─── DATA

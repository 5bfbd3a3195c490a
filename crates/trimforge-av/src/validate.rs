//! Pre-flight checks on the input and output paths.

use crate::{Error, Result};
use std::fs::File;
use std::path::Path;

/// Check that `input` exists, is a regular file and can be opened.
pub fn check_readable(input: &Path) -> Result<()> {
    let metadata = match std::fs::metadata(input) {
        Ok(m) => m,
        Err(e) if e.kind() == std::io::ErrorKind::NotFound => {
            return Err(Error::file_not_found(input))
        }
        Err(e) => return Err(Error::Io(e)),
    };

    if !metadata.is_file() {
        return Err(Error::InvalidInput(format!(
            "not a regular file: {}",
            input.display()
        )));
    }

    File::open(input)?;
    Ok(())
}

/// Check that an existing file may be overwritten.
///
/// A path that does not exist yet passes.
pub fn check_writable_file(path: &Path) -> Result<()> {
    match std::fs::metadata(path) {
        Ok(metadata) if metadata.is_dir() => {
            Err(Error::not_writable(path, "is a directory"))
        }
        Ok(metadata) if metadata.permissions().readonly() => {
            Err(Error::not_writable(path, "file is read-only"))
        }
        Ok(_) => Ok(()),
        Err(e) if e.kind() == std::io::ErrorKind::NotFound => Ok(()),
        Err(e) => Err(Error::Io(e)),
    }
}

/// Check that new files can be created in `dir` by creating a probe file.
pub fn check_writable_dir(dir: &Path) -> Result<()> {
    if !dir.is_dir() {
        return Err(Error::not_writable(dir, "directory does not exist"));
    }

    let probe = tempfile::Builder::new()
        .prefix(".trimforge-probe-")
        .tempfile_in(dir)
        .map_err(|e| Error::not_writable(dir, e.to_string()))?;
    probe
        .close()
        .map_err(|e| Error::not_writable(dir, e.to_string()))
}

/// Directory that will contain `path`, treating a bare file name as the
/// current directory.
pub fn parent_dir(path: &Path) -> &Path {
    match path.parent() {
        Some(parent) if !parent.as_os_str().is_empty() => parent,
        _ => Path::new("."),
    }
}

#[cfg(test)]
mod tests {
    use super::*;
    use tempfile::{tempdir, NamedTempFile};

    #[test]
    fn test_check_readable() {
        let file = NamedTempFile::new().unwrap();
        assert!(check_readable(file.path()).is_ok());
    }

    #[test]
    fn test_check_readable_missing() {
        let err = check_readable(Path::new("/nonexistent/movie.mkv")).unwrap_err();
        assert!(matches!(err, Error::FileNotFound { .. }));
    }

    #[test]
    fn test_check_readable_directory() {
        let dir = tempdir().unwrap();
        let err = check_readable(dir.path()).unwrap_err();
        assert!(matches!(err, Error::InvalidInput(_)));
    }

    #[test]
    fn test_check_writable_file() {
        let dir = tempdir().unwrap();
        let missing = dir.path().join("new.mkv");
        assert!(check_writable_file(&missing).is_ok());

        let existing = dir.path().join("old.mkv");
        std::fs::write(&existing, b"x").unwrap();
        assert!(check_writable_file(&existing).is_ok());

        let mut perms = std::fs::metadata(&existing).unwrap().permissions();
        perms.set_readonly(true);
        std::fs::set_permissions(&existing, perms).unwrap();
        let err = check_writable_file(&existing).unwrap_err();
        assert!(matches!(err, Error::NotWritable { .. }));
    }

    #[test]
    fn test_check_writable_dir() {
        let dir = tempdir().unwrap();
        assert!(check_writable_dir(dir.path()).is_ok());
        // The probe file is gone again.
        assert_eq!(std::fs::read_dir(dir.path()).unwrap().count(), 0);

        let err = check_writable_dir(&dir.path().join("missing")).unwrap_err();
        assert!(matches!(err, Error::NotWritable { .. }));
    }

    #[test]
    fn test_parent_dir() {
        assert_eq!(parent_dir(Path::new("out.mkv")), Path::new("."));
        assert_eq!(parent_dir(Path::new("/a/b/out.mkv")), Path::new("/a/b"));
    }
}
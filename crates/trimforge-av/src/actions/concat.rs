//! Joining extracted segments with ffmpeg's concat demuxer.

use crate::command::{file_arg, ToolCommand, Verbosity};
use crate::{Error, Result};
use std::path::{Path, PathBuf};

/// Render a concat demuxer manifest, one `file '...'` line per segment.
///
/// Paths are made absolute since the demuxer resolves relative entries
/// against the manifest's own directory.
pub fn manifest_contents(segments: &[PathBuf]) -> Result<String> {
    let mut contents = String::new();
    for segment in segments {
        let path = std::path::absolute(segment)?;
        let path = path.to_str().ok_or_else(|| {
            Error::InvalidInput(format!("segment path is not valid UTF-8: {:?}", segment))
        })?;
        contents.push_str(&format!("file '{}'\n", path.replace('\'', r"'\''")));
    }
    Ok(contents)
}

/// Write the concat manifest for `segments` to `path`.
pub fn write_manifest(path: &Path, segments: &[PathBuf]) -> Result<()> {
    if segments.is_empty() {
        return Err(Error::InvalidInput("nothing to concatenate".to_string()));
    }

    std::fs::write(path, manifest_contents(segments)?)?;

    #[cfg(feature = "tracing")]
    tracing::debug!("Wrote concat manifest {:?} ({} entries)", path, segments.len());

    Ok(())
}

/// Build the ffmpeg invocation that joins the manifest entries into `output`.
pub fn concat_command(
    ffmpeg: &Path,
    manifest: &Path,
    output: &Path,
    verbosity: Verbosity,
) -> ToolCommand {
    let mut cmd = ToolCommand::new(ffmpeg.to_path_buf());
    cmd.args(["-nostdin", "-y"])
        .args(verbosity.ffmpeg_args())
        .args(["-f", "concat", "-safe", "0", "-i"])
        .arg(file_arg(manifest))
        .args(["-map", "0", "-c", "copy"])
        .arg(file_arg(output));
    cmd
}

/// Concatenate the manifest entries into `output`.
pub fn concat_segments(
    ffmpeg: &Path,
    manifest: &Path,
    output: &Path,
    verbosity: Verbosity,
) -> Result<()> {
    #[cfg(feature = "tracing")]
    tracing::info!("Concatenating segments into {:?}", output);

    concat_command(ffmpeg, manifest, output, verbosity).execute()?;

    if !output.is_file() {
        return Err(Error::tool_failed(
            "ffmpeg",
            format!("concatenated output was not written to {}", output.display()),
        ));
    }

    Ok(())
}
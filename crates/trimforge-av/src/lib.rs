//! # trimforge-av
//!
//! ffmpeg plumbing for cutting keep segments out of a video file.
//!
//! This crate provides functionality for:
//! - Parsing `H:M:S` time strings and pairing them into keep segments
//! - Locating the ffmpeg binary
//! - Managing the working directory for intermediate files
//! - Extracting segments and concatenating them with stream copy
//! - Placing the result by rename or copy
//!
//! ## Features
//!
//! - `tracing` - Enable tracing support
//!
//! ## Example
//!
//! ```no_run
//! use trimforge_av::{actions, segments_from_pairs, Timecode, Verbosity, Workspace};
//! use std::path::Path;
//!
//! let input = Path::new("/path/to/video.mkv");
//! let values: Vec<Timecode> = ["0:30", "2:00"]
//!     .iter()
//!     .map(|s| s.parse())
//!     .collect::<Result<_, _>>()?;
//! let segments = segments_from_pairs(&values)?;
//!
//! let workspace = Workspace::new(input, None)?;
//! let plan = actions::ExtractPlan::new(input, &segments, &workspace)?;
//! actions::extract_segments(Path::new("ffmpeg"), &plan, Verbosity::Quiet)?;
//! # Ok::<(), trimforge_av::Error>(())
//! ```

pub mod actions;
pub mod command;
mod error;
pub mod place;
pub mod segment;
pub mod timecode;
pub mod tools;
pub mod validate;
pub mod workspace;

// Re-exports
pub use command::{ToolCommand, Verbosity};
pub use error::{Error, Result};
pub use place::Placement;
pub use segment::{segments_from_pairs, KeepSegment};
pub use timecode::Timecode;
pub use tools::{check_ffmpeg, get_tool_path, require_tool, ToolInfo};
pub use workspace::Workspace;
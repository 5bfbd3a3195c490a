//! Shared helpers for integration tests.
//!
//! Provides [`FakeFfmpeg`], a shell script standing in for ffmpeg. It logs
//! each invocation's arguments on one line and writes a small file for every
//! argument that follows `-c copy`, so the trim flow can run end to end
//! without real media.

#![allow(dead_code)]

use std::fs;
use std::path::{Path, PathBuf};
use tempfile::TempDir;

/// Content written for each extracted segment.
pub const SEGMENT_CONTENT: &str = "segment\n";
/// Content written for a concatenated output.
pub const CONCAT_CONTENT: &str = "joined\n";
/// Content a failing concat leaves behind.
pub const PARTIAL_CONTENT: &str = "partial\n";

pub struct FakeFfmpeg {
    dir: TempDir,
}

impl FakeFfmpeg {
    /// A fake ffmpeg that succeeds.
    pub fn new() -> Self {
        Self::with_exit(0, 0)
    }

    /// A fake ffmpeg that writes nothing and exits with `code`.
    pub fn failing(code: i32) -> Self {
        Self::with_exit(code, 0)
    }

    /// A fake ffmpeg that extracts segments, but on concat writes a partial
    /// file and exits with `code`.
    pub fn failing_concat(code: i32) -> Self {
        Self::with_exit(0, code)
    }

    fn with_exit(code: i32, concat_code: i32) -> Self {
        let dir = tempfile::tempdir().unwrap();
        let log = dir.path().join("invocations.log");
        let script = format!(
            r#"#!/bin/sh
echo "$*" >> '{log}'
if [ "$1" = "-version" ]; then
    echo "ffmpeg version 0.0-fake"
    exit 0
fi
if [ {code} -ne 0 ]; then
    echo "fake ffmpeg failing" >&2
    exit {code}
fi
concat=0
prev=""
for arg in "$@"; do
    if [ "$prev" = "-f" ] && [ "$arg" = "concat" ]; then
        concat=1
    fi
    if [ "$prev" = "copy" ]; then
        if [ $concat -eq 1 ] && [ {concat_code} -ne 0 ]; then
            printf '{partial}' > "$arg"
            echo "fake ffmpeg concat failing" >&2
            exit {concat_code}
        elif [ $concat -eq 1 ]; then
            printf '{concat}' > "$arg"
        else
            printf '{segment}' > "$arg"
        fi
    fi
    prev="$arg"
done
exit 0
"#,
            log = log.display(),
            code = code,
            concat_code = concat_code,
            partial = PARTIAL_CONTENT.replace('\n', "\\n"),
            concat = CONCAT_CONTENT.replace('\n', "\\n"),
            segment = SEGMENT_CONTENT.replace('\n', "\\n"),
        );

        let path = dir.path().join("ffmpeg");
        fs::write(&path, script).unwrap();
        make_executable(&path);

        Self { dir }
    }

    pub fn path(&self) -> PathBuf {
        self.dir.path().join("ffmpeg")
    }

    /// Logged invocations, one argument string per call.
    pub fn invocations(&self) -> Vec<String> {
        fs::read_to_string(self.dir.path().join("invocations.log"))
            .unwrap_or_default()
            .lines()
            .map(|l| l.to_string())
            .collect()
    }
}

#[cfg(unix)]
fn make_executable(path: &Path) {
    use std::os::unix::fs::PermissionsExt;
    fs::set_permissions(path, fs::Permissions::from_mode(0o755)).unwrap();
}

#[cfg(not(unix))]
fn make_executable(_path: &Path) {}

/// Write a stand-in input video.
pub fn write_input(dir: &Path, name: &str) -> PathBuf {
    let path = dir.join(name);
    fs::write(&path, b"original video").unwrap();
    path
}

/// An empty config file, so tests never pick up a user config.
pub fn empty_config(dir: &Path) -> PathBuf {
    let path = dir.join("trimforge.toml");
    fs::write(&path, "").unwrap();
    path
}

/// Entries left in `dir` whose names start with `trimforge-`.
pub fn leftover_workdirs(dir: &Path) -> Vec<PathBuf> {
    fs::read_dir(dir)
        .unwrap()
        .filter_map(|e| e.ok())
        .filter(|e| e.file_name().to_string_lossy().starts_with("trimforge-"))
        .map(|e| e.path())
        .collect()
}
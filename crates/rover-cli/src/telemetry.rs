//! Log subscriber setup for the `rover` binary.
//!
//! Logs always go to stderr so stdout stays a clean pose stream.
//!
//! | Variable | Effect |
//! |---|---|
//! | `RUST_LOG` | Log filter, default [`DEFAULT_FILTER`]. `rover::fusion=off` mutes fusion diagnostics. |
//! | `ROVER_LOG_FORMAT=json` | One JSON object per log line. |
//! | `OTEL_EXPORTER_OTLP_ENDPOINT` | Also export spans over OTLP/HTTP to this collector. |

use opentelemetry::trace::TracerProvider as _;
use opentelemetry_otlp::WithExportConfig;
use opentelemetry_sdk::{Resource, trace::SdkTracerProvider};
use tracing_subscriber::{EnvFilter, fmt, layer::SubscriberExt, util::SubscriberInitExt};

/// Filter used when `RUST_LOG` is unset or unparsable.
pub const DEFAULT_FILTER: &str = "info";

/// Install the global subscriber.  Keep the guard alive until exit.
pub fn init_tracing(service_name: &str) -> TracerProviderGuard {
    let filter = EnvFilter::try_from_default_env().unwrap_or_else(|_| EnvFilter::new(DEFAULT_FILTER));
    let json = json_format_requested(std::env::var("ROVER_LOG_FORMAT").ok().as_deref());
    let provider = build_provider(service_name);

    let otel = provider
        .as_ref()
        .map(|p| tracing_opentelemetry::layer().with_tracer(p.tracer("rover")));
    let json_layer = json.then(|| fmt::layer().json().with_writer(std::io::stderr));
    let compact_layer = (!json).then(|| fmt::layer().compact().with_writer(std::io::stderr));

    tracing_subscriber::registry()
        .with(filter)
        .with(otel)
        .with(json_layer)
        .with(compact_layer)
        .init();

    TracerProviderGuard(provider)
}

/// Flushes and shuts down the span exporter on drop.
pub struct TracerProviderGuard(Option<SdkTracerProvider>);

impl Drop for TracerProviderGuard {
    fn drop(&mut self) {
        if let Some(provider) = self.0.take()
            && let Err(e) = provider.shutdown()
        {
            eprintln!("[rover] span exporter shutdown failed: {e}");
        }
    }
}

fn json_format_requested(value: Option<&str>) -> bool {
    value.is_some_and(|v| v.eq_ignore_ascii_case("json"))
}

/// `None` unless `OTEL_EXPORTER_OTLP_ENDPOINT` is set and the exporter builds.
fn build_provider(service_name: &str) -> Option<SdkTracerProvider> {
    let endpoint = std::env::var("OTEL_EXPORTER_OTLP_ENDPOINT").ok()?;

    let exporter = opentelemetry_otlp::SpanExporter::builder()
        .with_http()
        .with_endpoint(endpoint)
        .build()
        .map_err(|e| eprintln!("[rover] span exporter disabled: {e}"))
        .ok()?;

    let resource = Resource::builder()
        .with_service_name(service_name.to_string())
        .build();

    // Installed before any runtime exists, hence the simple exporter.
    Some(
        SdkTracerProvider::builder()
            .with_resource(resource)
            .with_simple_exporter(exporter)
            .build(),
    )
}
impl FusionPolicy {
    /// Create a policy whose diagnostics are logged via `tracing`.
    pub fn new(config: FusionConfig) -> Self {
        Self::with_diagnostics(config, DiagnosticHub::logging())
    }

    /// Create a policy reporting into `diagnostics`.
    pub fn with_diagnostics(config: FusionConfig, diagnostics: DiagnosticHub) -> Self {
        Self {
            config,
            drift: YawDriftCorrector::new(config.standstill_speed),
            diagnostics,
        }
    }

    /// Create a policy reporting into a single `sink`.
    pub fn with_sink(config: FusionConfig, sink: Box<dyn DiagnosticSink>) -> Self {
        let mut diagnostics = DiagnosticHub::new();
        diagnostics.add_sink(sink);
        Self::with_diagnostics(config, diagnostics)
    }

    /// Replace the drift corrector, e.g. to resume from a known offset.
    ///
    /// The corrector's standstill threshold replaces the configured one, so
    /// [`FusionPolicy::config`] keeps describing the policy that runs.
    pub fn with_drift_corrector(mut self, drift: YawDriftCorrector) -> Self {
        self.config.standstill_speed = drift.standstill_speed();
        self.drift = drift;
        self
    }

    pub fn config(&self) -> &FusionConfig {
        &self.config
    }

    /// The diagnostic fan-out, for reporting conditions detected outside the
    /// policy (e.g. silent producers).
    pub fn diagnostics(&self) -> &DiagnosticHub {
        &self.diagnostics
    }

    /// Mutable access to the diagnostic fan-out, for registering sinks after
    /// construction.
    pub fn diagnostics_mut(&mut self) -> &mut DiagnosticHub {
        &mut self.diagnostics
    }

    /// Accumulated IMU yaw correction (degrees).
    pub fn yaw_offset(&self) -> f64 {
        self.drift.yaw_offset()
    }

    /// `true` when the last IMU update saw the vehicle stationary.
    pub fn is_standstill(&self) -> bool {
        self.drift.motion_state() == MotionState::Standstill
    }

    // ------------------------------------------------------------------------
    // GNSS
    // ------------------------------------------------------------------------

    /// Store `fix` in the GNSS slot and republish the fused pose.
    ///
    /// - position and height: from GNSS
    /// - yaw: from GNSS for [`GnssYaw::Fused`], else the corrected IMU yaw
    /// - roll and pitch: from the IMU slot
    /// - timestamp: the fix's
    ///
    /// A fix older than the current fused estimate still overwrites it.
    pub fn on_gnss_update(&mut self, state: &mut VehicleState, fix: GnssFix) {
        let mut gnss = state.position(PoseSlot::Gnss);
        gnss.set_xy(fix.x, fix.y);
        gnss.height = fix.height;
        gnss.yaw = fix.yaw.degrees();
        gnss.timestamp = fix.timestamp;
        state.set_position(PoseSlot::Gnss, gnss);

        self.fuse_gnss(state, fix.yaw);
    }

    fn fuse_gnss(&mut self, state: &mut VehicleState, yaw: GnssYaw) {
        let gnss = state.position(PoseSlot::Gnss);
        let imu = state.position(PoseSlot::Imu);
        let mut fused = state.position(PoseSlot::Fused);

        if gnss.timestamp < fused.timestamp {
            self.diagnostics.report(&FusionDiagnostic::StaleGnssOverwrite {
                gnss: gnss.timestamp,
                fused: fused.timestamp,
            });
        }

        fused.set_xy(gnss.x, gnss.y);
        fused.height = gnss.height;
        fused.yaw = match yaw {
            GnssYaw::Fused(_) => gnss.yaw,
            GnssYaw::Raw(_) => imu.yaw,
        };
        fused.roll = imu.roll;
        fused.pitch = imu.pitch;
        fused.timestamp = gnss.timestamp;

        trace!(x = fused.x, y = fused.y, yaw = fused.yaw, "fused pose from gnss");
        self.check_yaw(PoseSlot::Fused, fused.yaw);
        state.set_position(PoseSlot::Fused, fused);
    }

    // ------------------------------------------------------------------------
    // IMU
    // ------------------------------------------------------------------------

    /// Drift-correct the yaw the IMU producer last wrote into the IMU slot.
    ///
    /// The slot must hold a fresh raw sample: calling this twice without a
    /// new sample in between corrects an already-corrected yaw.  Use
    /// [`apply_imu_sample`](Self::apply_imu_sample) to write and correct in
    /// one step.
    pub fn on_imu_update(&mut self, state: &mut VehicleState) {
        let mut imu = state.position(PoseSlot::Imu);
        imu.yaw = self.drift.correct(imu.yaw, state.speed);
        self.check_yaw(PoseSlot::Imu, imu.yaw);
        state.set_position(PoseSlot::Imu, imu);
    }

    /// Write a raw IMU sample into the IMU slot, then correct it.
    pub fn apply_imu_sample(&mut self, state: &mut VehicleState, sample: ImuSample) {
        let mut imu = state.position(PoseSlot::Imu);
        imu.yaw = sample.yaw;
        imu.roll = sample.roll;
        imu.pitch = sample.pitch;
        imu.timestamp = sample.timestamp;
        state.set_position(PoseSlot::Imu, imu);

        self.on_imu_update(state);
    }

    // ------------------------------------------------------------------------
    // Odometry
    // ------------------------------------------------------------------------

    /// Integrate `distance` (m, forward positive) along the corrected IMU yaw.
    ///
    /// The IMU slot always receives the displacement.  With
    /// [`OdometryTarget::Fused`] the fused slot is shifted by the same
    /// amount; with [`OdometryTarget::RawOnly`] a
    /// [`FusionDiagnostic::OdometryNotPropagated`] is reported instead.
    pub fn on_odometry_update(&mut self, state: &mut VehicleState, distance: f64) {
        let mut imu = state.position(PoseSlot::Imu);
        let (dx, dy) = odometry::integrate(&mut imu, distance);
        state.set_position(PoseSlot::Imu, imu);

        match self.config.odometry_target {
            OdometryTarget::Fused => {
                let mut fused = state.position(PoseSlot::Fused);
                fused.x += dx;
                fused.y += dy;
                state.set_position(PoseSlot::Fused, fused);
            }
            OdometryTarget::RawOnly if distance != 0.0 => {
                self.diagnostics.report(&FusionDiagnostic::OdometryNotPropagated { distance });
            }
            OdometryTarget::RawOnly => {}
        }
    }

    /// Apply a motor-controller report: update speed and steering, stamp the
    /// odometry slot, then integrate the driven distance.
    ///
    /// A reported steering angle is clamped to the vehicle's mechanical limit.
    pub fn apply_odometry_tick(&mut self, state: &mut VehicleState, tick: OdometryTick) {
        state.speed = tick.speed;
        if let Some(angle) = tick.steering_angle {
            let limit = state.max_steering_angle.abs();
            state.steering_angle = angle.clamp(-limit, limit);
        }

        let mut odom = state.position(PoseSlot::Odometry);
        odom.timestamp = tick.timestamp;
        state.set_position(PoseSlot::Odometry, odom);

        self.on_odometry_update(state, tick.distance);

        if self.config.odometry_target == OdometryTarget::Fused {
            let mut fused = state.position(PoseSlot::Fused);
            fused.timestamp = fused.timestamp.max(tick.timestamp);
            state.set_position(PoseSlot::Fused, fused);
        }
    }

    // ------------------------------------------------------------------------
    // Dispatch & consumers
    // ------------------------------------------------------------------------

    /// Route one producer update to its entry point.
    ///
    /// Returns `true` when the fused slot was written.
    pub fn apply(&mut self, state: &mut VehicleState, update: SensorUpdate) -> bool {
        match update {
            SensorUpdate::Gnss(fix) => {
                self.on_gnss_update(state, fix);
                true
            }
            SensorUpdate::Imu(sample) => {
                self.apply_imu_sample(state, sample);
                false
            }
            SensorUpdate::Odometry(tick) => {
                self.apply_odometry_tick(state, tick);
                self.config.odometry_target == OdometryTarget::Fused
            }
        }
    }

    /// The pose every downstream consumer reads.
    pub fn fused_pose(&self, state: &VehicleState) -> Pose {
        state.fused_pose()
    }

    fn check_yaw(&self, slot: PoseSlot, yaw: f64) {
        if yaw.abs() > self.config.yaw_warn_limit {
            self.diagnostics.report(&FusionDiagnostic::YawOutOfRange { slot, yaw });
        }
    }
}
//! `rover-middleware` – The Nervous System
//!
//! Moves sensor updates into the fusion engine and fused poses out of it,
//! serialising every access to the shared vehicle state through one task.
//!
//! # Modules
//!
//! - [`estimator`] – [`Estimator`]: the actor that owns the
//!   [`VehicleState`][rover_types::VehicleState] and applies updates in
//!   delivery order.
//! - [`bus`] – topic-based publish/subscribe event bus built on Tokio
//!   broadcast channels.
//! - [`watchdog`] – [`Watchdog`]: per-producer liveness deadlines.
//! - [`adapter`] – the [`SensorAdapter`] trait every producer implements.
//! - [`replay`] – [`ReplayAdapter`]: replays recorded JSON-lines sensor logs.

pub mod adapter;
pub mod bus;
pub mod estimator;
pub mod replay;
pub mod watchdog;

pub use adapter::{SensorAdapter, forward};
pub use bus::{BusSink, EventBus, Topic, TopicReceiver};
pub use estimator::{Estimator, EstimatorConfig, EstimatorHandle, EstimatorReport};
pub use replay::ReplayAdapter;
pub use watchdog::{Watchdog, WatchdogConfig};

──────

EXERCISE →
Only the lines from the beginning of the data above through the line containing "pub fn parent_dir(path: &Path)" should be repeated, exactly as they appear.

WRITTEN ANSWER →
repository 5bfbd3a3195c490a
filename crates/trimforge-av/src/validate.rs
//! Pre-flight checks on the input and output paths.

use crate::{Error, Result};
use std::fs::File;
use std::path::Path;

/// Check that `input` exists, is a regular file and can be opened.
pub fn check_readable(input: &Path) -> Result<()> {
    let metadata = match std::fs::metadata(input) {
        Ok(m) => m,
        Err(e) if e.kind() == std::io::ErrorKind::NotFound => {
            return Err(Error::file_not_found(input))
        }
        Err(e) => return Err(Error::Io(e)),
    };

    if !metadata.is_file() {
        return Err(Error::InvalidInput(format!(
            "not a regular file: {}",
            input.display()
        )));
    }

    File::open(input)?;
    Ok(())
}

/// Check that an existing file may be overwritten.
///
/// A path that does not exist yet passes.
pub fn check_writable_file(path: &Path) -> Result<()> {
    match std::fs::metadata(path) {
        Ok(metadata) if metadata.is_dir() => {
            Err(Error::not_writable(path, "is a directory"))
        }
        Ok(metadata) if metadata.permissions().readonly() => {
            Err(Error::not_writable(path, "file is read-only"))
        }
        Ok(_) => Ok(()),
        Err(e) if e.kind() == std::io::ErrorKind::NotFound => Ok(()),
        Err(e) => Err(Error::Io(e)),
    }
}

/// Check that new files can be created in `dir` by creating a probe file.
pub fn check_writable_dir(dir: &Path) -> Result<()> {
    if !dir.is_dir() {
        return Err(Error::not_writable(dir, "directory does not exist"));
    }

    let probe = tempfile::Builder::new()
        .prefix(".trimforge-probe-")
        .tempfile_in(dir)
        .map_err(|e| Error::not_writable(dir, e.to_string()))?;
    probe
        .close()
        .map_err(|e| Error::not_writable(dir, e.to_string()))
}

/// Directory that will contain `path`, treating a bare file name as the
/// current directory.
pub fn parent_dir(path: &Path) -> &Path {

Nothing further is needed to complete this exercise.